Construction firm, outfitter fishing for favorable zoning
Residents of Thirteenth Street may soon have a little more protection from the western winds that sweep off the grasslands surrounding town. At the March 8 planning commission meeting, Chuck Bartlett, a former Saratoga Director of Public Works and current engineer for WLC Engineering, Surveying and Planning, presented a proposal to rezone a 6.5 acre parcel of land west of town.
The parcel is bounded by the county road connecting Spring Creek Road and Jack Creek Road to the west. It’s north and south boundaries are formed by where Elm and Walnut Avenues would continue if extended, respectively. This land is currently vacant, but is zoned for retail business.
Under the proposal, made on behalf of Triple D Construction, LLC, roughly three acres on the north side of the parcel would be rezoned for light industrial use. An additional 3.5 acres on the southern side of the parcel would be designated for medium density residences.
Walnut Avenue’s pavement would be extended to the county road. Elm Avenue would terminate where it does today.
According to plans provided to the committee, four condominiums would be constructed in the medium density housing area, with an el-shaped paved road running from Walnut Avenue to the county road. In the light industrial zone, two “garage condominiums” would be built for lease as storage spaces, along with a lot dedicated for a shop and two .3 acre lots.
Much of the discussion centered around whether it would be better to extend Walnut or Elm Avenue to the county road. Bartlett said either option was feasible, but extending Walnut Avenue would be preferable because extending Elm Avenue would result in the loss of at least one lot from the light industrial zone.
The board seemed cautiously open to this plan. Still, many of its members wanted to go have a look at the land in question and consult area property owners before taking any action.
Steve Heinitz will likewise have to wait to learn whether or not he will be allowed to move forward with his proposed mobile business operating out of the community center parking lot. Heinitz, the owner of local outfitting company North Platte Trouters wishes to start a spin-off business selling fishing flies, tippets and leaders out of a large truck specifically designed for this purpose. The truck will generate electricity from solar panels, boast its own water supply and bathroom and otherwise be “completely off the grid,” in Heinitz’s words. The business owner plans on calling his truck “The Fly Box.”

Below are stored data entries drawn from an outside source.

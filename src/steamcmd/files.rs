//! SteamCMD install tree: bootstrap download, fresh reset and cache cleanup.

use std::fs;
use std::path::Path;

use reqwest::Client;

use super::SteamCmd;
use crate::archive::extract_archive;
use crate::download::download_file;
use crate::error::{AgentError, Result};
use crate::paths::AgentPaths;

#[cfg(target_os = "windows")]
const STEAMCMD_ARCHIVE_URL: &str = "https://steamcdn-a.akamaihd.net/client/installer/steamcmd.zip";
#[cfg(target_os = "macos")]
const STEAMCMD_ARCHIVE_URL: &str =
    "https://steamcdn-a.akamaihd.net/client/installer/steamcmd_osx.tar.gz";
#[cfg(not(any(target_os = "windows", target_os = "macos")))]
const STEAMCMD_ARCHIVE_URL: &str =
    "https://steamcdn-a.akamaihd.net/client/installer/steamcmd_linux.tar.gz";

/// Directories SteamCMD rebuilds on demand.
const CACHE_DIRS: [&str; 4] = ["appcache", "depotcache", "logs", "dumps"];

/// Result of a best-effort delete sweep.
#[derive(Debug, Clone, Default, PartialEq, Eq)]
pub struct SweepReport {
    pub removed: usize,
    pub failed: usize,
}

impl SweepReport {
    fn record(&mut self, path: &Path, result: std::io::Result<()>) {
        match result {
            Ok(()) => self.removed += 1,
            Err(e) => {
                self.failed += 1;
                log::warn!("Failed to remove {:?}: {}", path, e);
            }
        }
    }
}

fn remove_path(path: &Path) -> std::io::Result<()> {
    if path.is_dir() {
        fs::remove_dir_all(path)
    } else {
        fs::remove_file(path)
    }
}

/// Make sure SteamCMD exists and can log in; any failure here aborts agent startup.
pub async fn ensure_installed(client: &Client, paths: &AgentPaths, steam: &SteamCmd) -> Result<()> {
    let dir = paths.steamcmd_dir();
    if !paths.steamcmd_exe().exists() {
        log::info!("SteamCMD not found in {:?}, downloading", dir);
        fs::create_dir_all(&dir)
            .map_err(|e| AgentError::io(format!("Failed to create SteamCMD dir: {}", e)))?;

        let file_name = STEAMCMD_ARCHIVE_URL
            .rsplit('/')
            .next()
            .unwrap_or("steamcmd.zip");
        let archive_path = dir.join(file_name);
        download_file(client, STEAMCMD_ARCHIVE_URL, &archive_path).await?;

        let extract_from = archive_path.clone();
        tokio::task::spawn_blocking(move || extract_archive(&extract_from, &dir))
            .await??;

        if let Err(e) = fs::remove_file(&archive_path) {
            log::warn!("Failed to remove archive {:?}: {}", archive_path, e);
        }
        if !paths.steamcmd_exe().exists() {
            return Err(AgentError::steamcmd(format!(
                "SteamCMD extracted but executable not found: {:?}",
                paths.steamcmd_exe()
            )));
        }
    }

    steam.self_update().await?;
    log::info!("SteamCMD ready at {:?}", paths.steamcmd_exe());
    Ok(())
}

/// Remove every entry of the SteamCMD directory, then install it again.
pub async fn fresh_reset(client: &Client, paths: &AgentPaths, steam: &SteamCmd) -> Result<SweepReport> {
    let dir = paths.steamcmd_dir();
    let report = tokio::task::spawn_blocking(move || sweep_dir_entries(&dir)).await?;
    log::info!(
        "SteamCMD reset removed {} entries ({} failures)",
        report.removed,
        report.failed
    );
    ensure_installed(client, paths, steam).await?;
    Ok(report)
}

/// Delete SteamCMD's cache directories, skipping anything that cannot be removed.
pub fn cleanup_cache(steamcmd_dir: &Path) -> SweepReport {
    let mut report = SweepReport::default();
    for name in CACHE_DIRS {
        let path = steamcmd_dir.join(name);
        if !path.exists() {
            continue;
        }
        match fs::read_dir(&path) {
            Ok(entries) => {
                for entry in entries.flatten() {
                    let entry_path = entry.path();
                    let result = remove_path(&entry_path);
                    report.record(&entry_path, result);
                }
            }
            Err(e) => {
                report.failed += 1;
                log::warn!("Failed to read cache dir {:?}: {}", path, e);
            }
        }
    }
    report
}

fn sweep_dir_entries(dir: &Path) -> SweepReport {
    let mut report = SweepReport::default();
    let entries = match fs::read_dir(dir) {
        Ok(entries) => entries,
        Err(e) => {
            log::warn!("Failed to read {:?}: {}", dir, e);
            return report;
        }
    };
    for entry in entries.flatten() {
        let path = entry.path();
        let result = remove_path(&path);
        report.record(&path, result);
    }
    report
}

Contingent on the blessing of town regulators and an absence of problems, the Platte Valley Community Center has tentatively agreed to host Heinitz in their parking lot for six months. Within three to five years, Heinitz hopes to move into a traditional brick-and-mortar establishment and employ two or three employees.
The business would be the first of its kind in Saratoga, and the planners seemed unsure how it should be regulated. Heinitz was passionate and organized in defense of his proposal, but several commission members hadn’t looked over the documents he had provided them prior to the meeting.
Ultimately, the commission concluded that since Heinitz’s business was mobile, it did not fall under their purview, and would have to be reviewed by the Saratoga Town Council.
Zoning Officer Kent Smith’s progress report took up the remainder of the proceedings. According to Smith, many town residents are not paying for construction permits, despite repeated verbal and written warnings. Smith plans to begin issuing citations shortly.
The next regularly scheduled meeting of the planning commission will be held at 5:30 April 12 at the Saratoga Town Hall.